В общем, дело Дюриха нам не повредило; наши люди благодаря ему были принуждены лучше продумать основу нашего движения и его тактику; среди союзников нам помогла энергичная ликвидация дела. Особенно это признавали югославяне и поляки, у которых было много подобных дел и которым не удавалось поддерживать так легко порядок. Я знал о таких же делах в союзнических государствах, а потому, когда мне иногда указывали на нас, или югославян, или на иные организации малых народов, я отвечал кротким указанием на socios malorum в Лондоне, Париже и Риме.

Пользуясь этим случаем, укажу на неожиданное увеличение наших колоний совершенно новыми чехами и чехословаками, примыкавшими к нам: быть немцем в Париже и иных городах было не особенно удобно, а потому всякие ренегаты, люди, говорившие немного по-чешски, и разные другие лица заявляли о своей принадлежности к колонии, особенно с тех пор, как мы добились у союзников для наших граждан всех выгод, проистекавших из признания нас особым народом и, кроме того, народом бесспорно союзническим. Депутат Дюрих как раз и попал в руки таких nouveaux Tchèques.

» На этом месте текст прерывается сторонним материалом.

//! Test-only bundle builder.  The crate itself never writes bundles.
#![allow(dead_code)]

pub const PREFERRED: &str = "__@PreferredName@__";
pub const UTF8_PREFERRED: &str = "__@UTF8PreferredName@__";

pub enum Value {
    File(Vec<u8>),
    Padded(Vec<u8>, usize),
    Dir(Vec<(&'static str, Value)>),
    /// A record with an arbitrary type tag followed by a string payload.
    Typed(u32, Vec<u8>),
}

pub fn file(data: &[u8]) -> Value {
    Value::File(data.to_vec())
}

pub fn dir(entries: Vec<(&'static str, Value)>) -> Value {
    Value::Dir(entries)
}

pub fn string(body: &[u8]) -> Vec<u8> {
    let mut v = (body.len() as u32).to_le_bytes().to_vec();
    v.extend_from_slice(body);
    v
}

pub fn padded_string(body: &[u8], pad: usize) -> Vec<u8> {
    let mut v = 0x8000_0000u32.to_le_bytes().to_vec();
    v.extend_from_slice(&(body.len() as u32).to_le_bytes());
    v.extend_from_slice(&(pad as u32).to_le_bytes());
    v.extend(std::iter::repeat(0x5Au8).take(pad));
    v.extend_from_slice(body);
    v
}

pub fn header() -> Vec<u8> {
    let mut v = b"rtfd".to_vec();
    v.extend_from_slice(&0u32.to_le_bytes());
    v.extend_from_slice(&3u32.to_le_bytes());
    v
}

pub fn directory(entries: &[(&str, Value)]) -> Vec<u8> {
    let mut v = (entries.len() as u32).to_le_bytes().to_vec();
    for (key, _) in entries {
        v.extend(string(key.as_bytes()));
    }
    for (_, value) in entries {
        let hint = match value {
            Value::File(d) | Value::Padded(d, _) | Value::Typed(_, d) => d.len() as u32,
            Value::Dir(_) => 0,
        };
        v.extend_from_slice(&hint.to_le_bytes());
    }
    for (_, value) in entries {
        match value {
            Value::File(d) => {
                v.extend_from_slice(&1u32.to_le_bytes());
                v.extend(string(d));
            }
            Value::Padded(d, pad) => {
                v.extend_from_slice(&1u32.to_le_bytes());
                v.extend(padded_string(d, *pad));
            }
            Value::Dir(children) => {
                v.extend_from_slice(&3u32.to_le_bytes());
                v.extend(directory(children));
            }
            Value::Typed(tag, d) => {
                v.extend_from_slice(&tag.to_le_bytes());
                v.extend(string(d));
            }
        }
    }
    v
}

pub fn bundle(entries: &[(&str, Value)]) -> Vec<u8> {
    let mut v = header();
    v.extend(directory(entries));
    v
}

/// `Doc.rtfd` holding `TXT.rtf` and an attachment wrapping `image.png`.
pub fn two_level_bundle(b1: &[u8], b2: &[u8]) -> Vec<u8> {
    bundle(&[
        (PREFERRED, file(b"Doc.rtfd")),
        ("TXT.rtf", file(b1)),
        ("Attachment", dir(vec![
            ("..", Value::Padded(b2.to_vec(), 12)),
            (PREFERRED, file(b"image.png")),
            (UTF8_PREFERRED, file(b"image.png")),
        ])),
    ])
}
use clap::{ArgAction, Parser, Subcommand, ValueEnum};
use rtfd::archive::RtfdArchive;
use rtfd::directory::{DecodeOptions, DEFAULT_MAX_DEPTH};
use rtfd::flatten::FlattenedEntry;
use rtfd::node::Node;
use rtfd::report;
use std::path::{Path, PathBuf};
use tracing::Level;
use tracing_subscriber::EnvFilter;

#[derive(Parser)]
#[command(name = "rtfd", about = "Unpack serialized RTFD file-wrapper bundles")]
struct Cli {
    /// More log output on stderr (-v info, -vv debug, -vvv trace)
    #[arg(short, long, action = ArgAction::Count, global = true)]
    verbose: u8,
    /// Deepest directory nesting accepted
    #[arg(long, default_value_t = DEFAULT_MAX_DEPTH, global = true)]
    max_depth: usize,
    /// Reject strings longer than this many bytes
    #[arg(long, global = true)]
    max_string_len: Option<u64>,
    #[command(subcommand)]
    command: Commands,
}

#[derive(Clone, Copy, PartialEq, Eq, ValueEnum)]
enum Strategy {
    /// Decode header and directory records
    Structural,
    /// Search for single-file wrapper markers (damaged bundles)
    Marker,
}

#[derive(Subcommand)]
enum Commands {
    /// Extract every file and print a JSON summary
    Extract {
        input: PathBuf,
        #[arg(short = 'C', long, default_value = "extracted_files")]
        extract_dir: PathBuf,
        /// Write the JSON summary here instead of stdout
        #[arg(long)]
        json_out: Option<PathBuf>,
        #[arg(short, long, value_enum, default_value_t = Strategy::Structural)]
        strategy: Strategy,
    },
    /// List the flattened file entries
    List {
        input: PathBuf,
        #[arg(short, long, value_enum, default_value_t = Strategy::Structural)]
        strategy: Strategy,
    },
    /// Show the decoded directory tree
    Tree {
        input: PathBuf,
    },
    /// Check whether inputs start with a valid bundle header
    Check {
        #[arg(required = true, num_args = 1..)]
        inputs: Vec<PathBuf>,
    },
}

fn main() -> Result<(), Box<dyn std::error::Error>> {
    let cli = Cli::parse();
    init_logging(cli.verbose);
    let options = DecodeOptions {
        max_depth:      cli.max_depth,
        max_string_len: cli.max_string_len,
    };

    match cli.command {

        // ── Extract ──────────────────────────────────────────────────────────
        Commands::Extract { input, extract_dir, json_out, strategy } => {
            let entries = load_entries(&input, &options, strategy)?;
            let files = report::extract_entries(&entries, &extract_dir)?;
            let json = report::to_json(&files)?;
            match json_out {
                Some(path) => {
                    std::fs::write(&path, json)?;
                    println!("JSON results written to {}", path.display());
                }
                None => println!("{json}"),
            }
        }

        // ── List ─────────────────────────────────────────────────────────────
        Commands::List { input, strategy } => {
            let entries = load_entries(&input, &options, strategy)?;
            println!("Bundle: {}", input.display());
            println!("{:<40} {:>12} {:>8}", "Path", "Size", "Padding");
            for entry in &entries {
                let path = if entry.path.is_empty() { "—" } else { entry.path.as_str() };
                println!("{:<40} {:>12} {:>8}", path, entry.data.len(), entry.pad_len);
            }
        }

        // ── Tree ─────────────────────────────────────────────────────────────
        Commands::Tree { input } => {
            let root = RtfdArchive::open_path(&input)?
                .with_options(options)
                .parse_tree()?;
            println!("{} ({} file(s), {} B)", input.display(), root.file_count(), root.total_size());
            print_node(&root, "", 1);
        }

        // ── Check ────────────────────────────────────────────────────────────
        Commands::Check { inputs } => {
            let mut all_valid = true;
            for input in &inputs {
                let valid = RtfdArchive::open_path(input)
                    .map(|mut ar| ar.is_valid())
                    .unwrap_or(false);
                all_valid &= valid;
                println!("{:<8} {}", if valid { "valid" } else { "invalid" }, input.display());
            }
            if !all_valid {
                std::process::exit(1);
            }
        }
    }

    Ok(())
}

// ── helpers ──────────────────────────────────────────────────────────────────

fn init_logging(verbose: u8) {
    let level = match verbose {
        0 => Level::WARN,
        1 => Level::INFO,
        2 => Level::DEBUG,
        _ => Level::TRACE,
    };
    // RUST_LOG, when set, overrides -v.
    let filter = EnvFilter::try_from_default_env()
        .unwrap_or_else(|_| EnvFilter::new(level.as_str()));
    tracing_subscriber::fmt()
        .with_env_filter(filter)
        .with_writer(std::io::stderr)
        .init();
}

fn load_entries(
    input:    &Path,
    options:  &DecodeOptions,
    strategy: Strategy,
) -> Result<Vec<FlattenedEntry<'static>>, rtfd::FormatError> {
    let mut ar = RtfdArchive::open_path(input)?.with_options(options.clone());
    match strategy {
        Strategy::Structural => ar.parse_entries(),
        Strategy::Marker => Ok(ar.scan_markers()?.into_iter().map(FlattenedEntry::from).collect()),
    }
}

fn print_node(node: &Node, key: &str, depth: usize) {
    let indent = "  ".repeat(depth);
    match node {
        Node::File(file) => {
            println!("{indent}{} [{} B{}]",
                label(key, &file.name),
                file.content.data.len(),
                if file.content.pad_len > 0 { ", padded" } else { "" });
        }
        Node::Directory(dir) => {
            println!("{indent}{}/", label(key, &dir.name));
            for child in &dir.children {
                print_node(&child.node, &child.key, depth + 1);
            }
        }
    }
}

fn label(key: &str, name: &str) -> String {
    match (key.is_empty(), name.is_empty()) {
        (true, true)   => ".".to_string(),
        (true, false)  => name.to_string(),
        (false, true)  => key.to_string(),
        (false, false) if key == name => key.to_string(),
        (false, false) => format!("{key} → {name}"),
    }
}
//! Walk a decoded tree into `(path, bytes)` leaves.
//!
//! Each child contributes one path segment (its resolved name, else its key).
//! The root directory's own name is not prepended: it names the bundle that
//! the caller's `base_path` already stands for.  Segments are joined with
//! `/`.
//!
//! The walk borrows the tree and keeps its own stack, so the same tree can be
//! flattened any number of times with identical results.

use std::borrow::Cow;
use std::slice;

use crate::node::{Child, FileContent, Node};

/// One leaf of a flattened tree.
#[derive(Debug, Clone, PartialEq, Eq)]
pub struct FlattenedEntry<'a> {
    pub path:    String,
    pub data:    Cow<'a, [u8]>,
    pub pad_len: u32,
}

impl<'a> FlattenedEntry<'a> {
    fn borrowed(path: String, content: &'a FileContent) -> Self {
        Self { path, data: Cow::Borrowed(&content.data), pad_len: content.pad_len }
    }

    pub fn into_owned(self) -> FlattenedEntry<'static> {
        FlattenedEntry {
            path:    self.path,
            data:    Cow::Owned(self.data.into_owned()),
            pad_len: self.pad_len,
        }
    }
}

/// Lazy depth-first iterator returned by [`flatten`].
pub struct Flatten<'a> {
    root_file: Option<FlattenedEntry<'a>>,
    stack:     Vec<(String, slice::Iter<'a, Child>)>,
}

pub fn flatten<'a>(node: &'a Node, base_path: &str) -> Flatten<'a> {
    match node {
        Node::File(file) => Flatten {
            root_file: Some(FlattenedEntry::borrowed(join(base_path, &file.name), &file.content)),
            stack:     Vec::new(),
        },
        Node::Directory(dir) => Flatten {
            root_file: None,
            stack:     vec![(base_path.to_string(), dir.children.iter())],
        },
    }
}

impl<'a> Iterator for Flatten<'a> {
    type Item = FlattenedEntry<'a>;

    fn next(&mut self) -> Option<Self::Item> {
        if let Some(entry) = self.root_file.take() {
            return Some(entry);
        }
        loop {
            let (prefix, children) = self.stack.last_mut()?;
            let Some(child) = children.next() else {
                self.stack.pop();
                continue;
            };
            let path = join(prefix, child.segment());
            match &child.node {
                Node::File(file) => return Some(FlattenedEntry::borrowed(path, &file.content)),
                Node::Directory(dir) => self.stack.push((path, dir.children.iter())),
            }
        }
    }
}

fn join(base: &str, segment: &str) -> String {
    match (base.is_empty(), segment.is_empty()) {
        (true, _)      => segment.to_string(),
        (false, true)  => base.to_string(),
        (false, false) => format!("{base}/{segment}"),
    }
}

По численности для нас наиболее важными были русская и американская колонии. Американцы могли финансировать движение, в России были пленные, и из них можно было образовать войско. Однако самые большие затруднения у нас были в России: в Америке для нас было очень выгодно то, что уже в самом начале войны Воска привез колонии мои осведемления; за ним, осенью 1915 г., приехал из Чехии Войта Бенеш (брат Эдварда Бенеша) с более свежими вестями; он устраивал во всех колониях собрания, мирил и соединял приверженцев различных партий и фракций, призывал к денежным пожертвованиям.

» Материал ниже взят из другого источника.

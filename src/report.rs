//! Extraction to disk and the per-file JSON summary.
//!
//! None of this is needed to decode a bundle; it is what the `rtfd` binary
//! does with the decoded entries.  Digests are computed concurrently with
//! Rayon when the `parallel` feature is enabled.

use std::collections::HashSet;
use std::fs;
use std::io;
use std::path::{Component, Path, PathBuf};

use md5::{Digest, Md5};
use serde::{Deserialize, Serialize};
use sha1::Sha1;
use sha2::Sha256;
use tracing::info;

use crate::flatten::FlattenedEntry;

// ── Digests ──────────────────────────────────────────────────────────────────

/// Lowercase hex digests of one file body.
#[derive(Debug, Clone, PartialEq, Eq, Serialize, Deserialize)]
pub struct Digests {
    pub md5:    String,
    pub sha1:   String,
    pub sha256: String,
    pub blake3: String,
}

impl Digests {
    pub fn compute(data: &[u8]) -> Self {
        Self {
            md5:    hex::encode(Md5::digest(data)),
            sha1:   hex::encode(Sha1::digest(data)),
            sha256: hex::encode(Sha256::digest(data)),
            blake3: blake3::hash(data).to_hex().to_string(),
        }
    }
}

// ── MIME ─────────────────────────────────────────────────────────────────────

/// Leading bytes of formats commonly found in bundles, for files whose name
/// gives no hint.
const SIGNATURES: &[(&[u8], &str)] = &[
    (b"\x89PNG\r\n\x1a\n", "image/png"),
    (b"\xff\xd8\xff",      "image/jpeg"),
    (b"GIF87a",            "image/gif"),
    (b"GIF89a",            "image/gif"),
    (b"%PDF-",             "application/pdf"),
    (b"II*\0",             "image/tiff"),
    (b"MM\0*",             "image/tiff"),
    (b"{\\rtf",            "application/rtf"),
    (b"rtfd",              "application/x-rtfd"),
];

/// MIME type from the file name's extension, else from the leading bytes,
/// else `application/octet-stream`.
pub fn sniff_mime(name: &str, data: &[u8]) -> String {
    if let Some(mime) = mime_guess::from_path(name).first() {
        return mime.essence_str().to_string();
    }
    SIGNATURES
        .iter()
        .find(|(magic, _)| data.starts_with(magic))
        .map(|(_, mime)| mime.to_string())
        .unwrap_or_else(|| mime_guess::mime::APPLICATION_OCTET_STREAM.to_string())
}

// ── Paths ────────────────────────────────────────────────────────────────────

/// Relative on-disk path for the `index`-th entry (1-based).
///
/// Segments that would escape the destination (empty, `.`, `..`, roots) are
/// dropped and backslashes become `_`.  An entry left with no segment is
/// named `file_{index}.bin`.
pub fn output_path(entry_path: &str, index: usize) -> PathBuf {
    let mut out = PathBuf::new();
    for segment in entry_path.split('/') {
        let segment = segment.replace('\\', "_");
        if matches!(Path::new(&segment).components().next(), Some(Component::Normal(_)))
            && Path::new(&segment).components().count() == 1
        {
            out.push(segment);
        }
    }
    if out.as_os_str().is_empty() {
        out.push(format!("file_{index}.bin"));
    }
    out
}

/// `path` if no earlier entry took it, else the first free `stem (n).ext`
/// with `n` counting from 2.
fn unique_path(path: PathBuf, used: &mut HashSet<PathBuf>) -> PathBuf {
    if used.insert(path.clone()) {
        return path;
    }
    let stem = path
        .file_stem()
        .map(|s| s.to_string_lossy().into_owned())
        .unwrap_or_default();
    let ext = path.extension().map(|e| e.to_string_lossy().into_owned());
    let mut n = 2usize;
    loop {
        let name = match &ext {
            Some(ext) => format!("{stem} ({n}).{ext}"),
            None      => format!("{stem} ({n})"),
        };
        let candidate = path.with_file_name(name);
        if used.insert(candidate.clone()) {
            return candidate;
        }
        n += 1;
    }
}

// ── Extraction ───────────────────────────────────────────────────────────────

/// One row of the JSON summary.
#[derive(Debug, Clone, PartialEq, Eq, Serialize, Deserialize)]
pub struct ExtractedFile {
    pub filename:       String,
    pub extracted_path: PathBuf,
    pub size:           u64,
    /// Whether the body was stored behind alignment padding.
    pub padding:        bool,
    #[serde(flatten)]
    pub digests:        Digests,
    pub mime:           String,
}

/// Write every entry below `dest`, creating directories that mirror the
/// flattened paths, and describe what was written.
///
/// Entries sharing a path are written side by side as `name (2).ext`,
/// `name (3).ext` and so on, so every row describes a file still on disk.
pub fn extract_entries(entries: &[FlattenedEntry<'_>], dest: &Path) -> io::Result<Vec<ExtractedFile>> {
    fs::create_dir_all(dest)?;

    let mut used = HashSet::with_capacity(entries.len());
    let mut written = Vec::with_capacity(entries.len());
    for (i, entry) in entries.iter().enumerate() {
        let out_path = dest.join(unique_path(output_path(&entry.path, i + 1), &mut used));
        if let Some(parent) = out_path.parent() {
            fs::create_dir_all(parent)?;
        }
        fs::write(&out_path, &entry.data)?;
        info!(path = %out_path.display(), size = entry.data.len(), "extracted");
        written.push(out_path);
    }

    let digests = compute_digests(entries);
    Ok(entries
        .iter()
        .zip(written)
        .zip(digests)
        .map(|((entry, extracted_path), digests)| {
            let filename = extracted_path
                .file_name()
                .map(|n| n.to_string_lossy().into_owned())
                .unwrap_or_default();
            ExtractedFile {
                mime: sniff_mime(&filename, &entry.data),
                filename,
                extracted_path,
                size: entry.data.len() as u64,
                padding: entry.pad_len > 0,
                digests,
            }
        })
        .collect())
}

fn compute_digests(entries: &[FlattenedEntry<'_>]) -> Vec<Digests> {
    #[cfg(feature = "parallel")]
    {
        use rayon::prelude::*;
        entries.par_iter().map(|e| Digests::compute(&e.data)).collect()
    }

    #[cfg(not(feature = "parallel"))]
    {
        entries.iter().map(|e| Digests::compute(&e.data)).collect()
    }
}

pub fn to_json(files: &[ExtractedFile]) -> serde_json::Result<String> {
    serde_json::to_string_pretty(files)
}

Ко всему сказанному я хочу прибавить еще несколько разъяснений по поводу нашего заграничного Национального совета.

Само собой подразумевалось, что для нашего движения прежде всего должен был быть создан руководящий заграничный центральный орган. Сперва я сам был им, следовательно, далее необходимо было найти сотрудников и объединить все колонии. При разбросанности колоний вследствие войны и при затруднениях в переписке дело шло медленно. Я не хотел самодержавно объявить себя заграничным вождем и действовал конституционно и парламентски.

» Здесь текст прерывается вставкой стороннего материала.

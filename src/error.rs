use std::io;
use thiserror::Error;

/// Every way a decode can fail.  All causes abort the decode in progress;
/// no partial tree is ever handed back.
#[derive(Error, Debug)]
pub enum FormatError {
    #[error("Missing 'rtfd' magic")]
    MissingMagic,
    #[error("Unexpected reserved header value: {0:#010x}")]
    UnexpectedReservedValue(u32),
    #[error("Unexpected root record type: {0} (expected 3)")]
    UnexpectedRootType(u32),
    #[error("Truncated header")]
    TruncatedHeader,
    #[error("Truncated string")]
    TruncatedString,
    #[error("Truncated length table")]
    TruncatedLengthTable,
    #[error("Truncated record count")]
    TruncatedRecordCount,
    #[error("Truncated record type")]
    TruncatedRecordType,
    #[error("Unknown record type: {0}")]
    UnknownRecordType(u32),
    #[error("Directory nesting exceeds {0} levels")]
    DepthLimitExceeded(usize),
    #[error("String of {len} bytes exceeds limit of {limit} bytes")]
    StringTooLong { len: u64, limit: u64 },
    #[error("IO error: {0}")]
    Io(#[from] io::Error),
}

impl FormatError {
    /// True for the causes produced by running out of input.
    pub fn is_truncation(&self) -> bool {
        matches!(
            self,
            FormatError::TruncatedHeader
                | FormatError::TruncatedString
                | FormatError::TruncatedLengthTable
                | FormatError::TruncatedRecordCount
                | FormatError::TruncatedRecordType
        )
    }
}

/// Map an I/O failure to `cause` when it is an early EOF, otherwise keep it
/// as a genuine I/O error.
pub(crate) fn eof_as(err: io::Error, cause: FormatError) -> FormatError {
    if err.kind() == io::ErrorKind::UnexpectedEof {
        cause
    } else {
        FormatError::Io(err)
    }
}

Меня знали лично за границей благодаря моим посещениям колоний еще до войны; мой авторитет рос совместно с моей заграничной работой; люди видели, что я делаю, и поняли мою тактику. Я всюду рассказал, как дошло дело до моего отъезда, кто, какие партии знали и одобряли его. Всюду меня признавали вождем, причем имело значение и то, что я был депутатом, это был мой политический титул. Но я был одинок; сотрудники, которые скоро явились, депутатами не были. Это касалось и Бенеша, и Штефаника, а потому я так долго откладывал формальное создание нашего центрального органа, ожидая из Праги новых депутатов. Когда отдельные колонии сгруппировались и вступили со мной в сношения, я перестал торопиться с формальной организацией центрального органа. Мы часто говорили об этом, и без усилий, само собой, по давнему примеру у нас возникло название: национальный совет; тем не менее я боялся употреблять это название, чтобы не повредить Национальному совету на родине, который могли счесть главой движения и начать мстить его членам.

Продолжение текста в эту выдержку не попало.